THE INPUT =
//! Overlay layers backing [`LazyMap`](super::LazyMap).
//!
//! A [`Layer`] holds one level of key edits on top of an optional parent.
//! A layer without a parent is a root: its edit table is the complete
//! content of the map and never contains tombstones.
//!
//! Layers answer questions about their own edit table only. Walking the
//! parent chain is the job of the handle.

use std::borrow::Borrow;
use std::collections::HashMap;
use std::hash::Hash;

use super::{LayerHasher, ReferenceCounter};

// =============================================================================
// Edit and Lookup
// =============================================================================

/// A local override recorded by a layer.
#[derive(Clone, Debug, PartialEq, Eq)]
pub(crate) enum Edit<V> {
    /// The key maps to this value in every view through the layer.
    Set(V),
    /// The key is absent in every view through the layer.
    Deleted,
}

/// Result of a single-layer lookup.
#[derive(Debug, PartialEq, Eq)]
pub(crate) enum Lookup<'a, K, V> {
    /// The layer does not mention the key; the parent decides.
    Absent,
    /// The layer sets the key.
    Present(&'a K, &'a V),
    /// The layer deletes the key.
    Tombstoned,
}

// =============================================================================
// Layer Definition
// =============================================================================

/// One level of a lazy map's diff chain.
pub(crate) struct Layer<K, V> {
    parent: Option<ReferenceCounter<Layer<K, V>>>,
    edits: HashMap<K, Edit<V>, LayerHasher>,
    /// Number of live keys visible through this layer.
    size: usize,
}

impl<K, V> Layer<K, V> {
    /// Creates an empty root.
    pub(crate) fn empty() -> Self {
        Self {
            parent: None,
            edits: HashMap::with_hasher(LayerHasher::default()),
            size: 0,
        }
    }

    #[inline]
    pub(crate) const fn size(&self) -> usize {
        self.size
    }

    #[inline]
    pub(crate) fn set_size(&mut self, size: usize) {
        self.size = size;
    }

    #[inline]
    pub(crate) fn parent(&self) -> Option<&Self> {
        self.parent.as_deref()
    }

    #[inline]
    pub(crate) const fn is_root(&self) -> bool {
        self.parent.is_none()
    }

    /// Number of keys this layer mentions, tombstones included.
    #[cfg(test)]
    pub(crate) fn edit_count(&self) -> usize {
        self.edits.len()
    }

    pub(crate) fn edits(&self) -> impl Iterator<Item = (&K, &Edit<V>)> {
        self.edits.iter()
    }

    /// Moves the live entries out of the layer.
    ///
    /// Only meaningful for a root, whose edit table is the whole content.
    pub(crate) fn into_entries(mut self) -> Vec<(K, V)> {
        std::mem::take(&mut self.edits)
            .into_iter()
            .filter_map(|(key, edit)| match edit {
                Edit::Set(value) => Some((key, value)),
                Edit::Deleted => None,
            })
            .collect()
    }
}

impl<K: Hash + Eq, V> Layer<K, V> {
    /// Creates a root snapshot. Duplicate keys resolve to the last value.
    pub(crate) fn root<I>(entries: I) -> Self
    where
        I: IntoIterator<Item = (K, V)>,
    {
        let edits: HashMap<K, Edit<V>, LayerHasher> = entries
            .into_iter()
            .map(|(key, value)| (key, Edit::Set(value)))
            .collect();
        let size = edits.len();
        Self {
            parent: None,
            edits,
            size,
        }
    }

    /// Creates a layer on top of `parent`.
    ///
    /// `size` is the effective number of live keys once `edits` are applied,
    /// which the caller computes through the chain.
    pub(crate) fn fork<I>(parent: ReferenceCounter<Self>, edits: I, size: usize) -> Self
    where
        I: IntoIterator<Item = (K, Edit<V>)>,
    {
        let mut table = HashMap::with_hasher(LayerHasher::default());
        table.extend(edits);
        Self {
            parent: Some(parent),
            edits: table,
            size,
        }
    }

    /// Looks the key up in this layer only.
    pub(crate) fn lookup_local<Q>(&self, key: &Q) -> Lookup<'_, K, V>
    where
        K: Borrow<Q>,
        Q: Hash + Eq + ?Sized,
    {
        match self.edits.get_key_value(key) {
            None => Lookup::Absent,
            Some((key, Edit::Set(value))) => Lookup::Present(key, value),
            Some((_, Edit::Deleted)) => Lookup::Tombstoned,
        }
    }

    /// Records an edit in place. The caller must hold the only reference.
    pub(crate) fn set_local(&mut self, key: K, edit: Edit<V>) {
        debug_assert!(
            !(self.is_root() && matches!(edit, Edit::Deleted)),
            "a root layer never stores tombstones"
        );
        self.edits.insert(key, edit);
    }

    /// Drops any local edit for the key. The caller must hold the only reference.
    pub(crate) fn remove_local<Q>(&mut self, key: &Q)
    where
        K: Borrow<Q>,
        Q: Hash + Eq + ?Sized,
    {
        self.edits.remove(key);
    }
}

impl<K, V> Drop for Layer<K, V> {
    // Unlink the chain iteratively; a recursive drop would overflow the
    // stack on long fork chains.
    fn drop(&mut self) {
        let mut parent = self.parent.take();
        while let Some(layer) = parent {
            match ReferenceCounter::try_unwrap(layer) {
                Ok(mut layer) => parent = layer.parent.take(),
                Err(_) => break,
            }
        }
    }
}

// =============================================================================
// Tests
// =============================================================================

REQUIRED WORK = Transcribe the listing above line for line, from the first line to the line containing "Edit and Lookup", inclusive, with no other lines.

REPLY =
//! Overlay layers backing [`LazyMap`](super::LazyMap).
//!
//! A [`Layer`] holds one level of key edits on top of an optional parent.
//! A layer without a parent is a root: its edit table is the complete
//! content of the map and never contains tombstones.
//!
//! Layers answer questions about their own edit table only. Walking the
//! parent chain is the job of the handle.

use std::borrow::Borrow;
use std::collections::HashMap;
use std::hash::Hash;

use super::{LayerHasher, ReferenceCounter};

// =============================================================================
// Edit and Lookup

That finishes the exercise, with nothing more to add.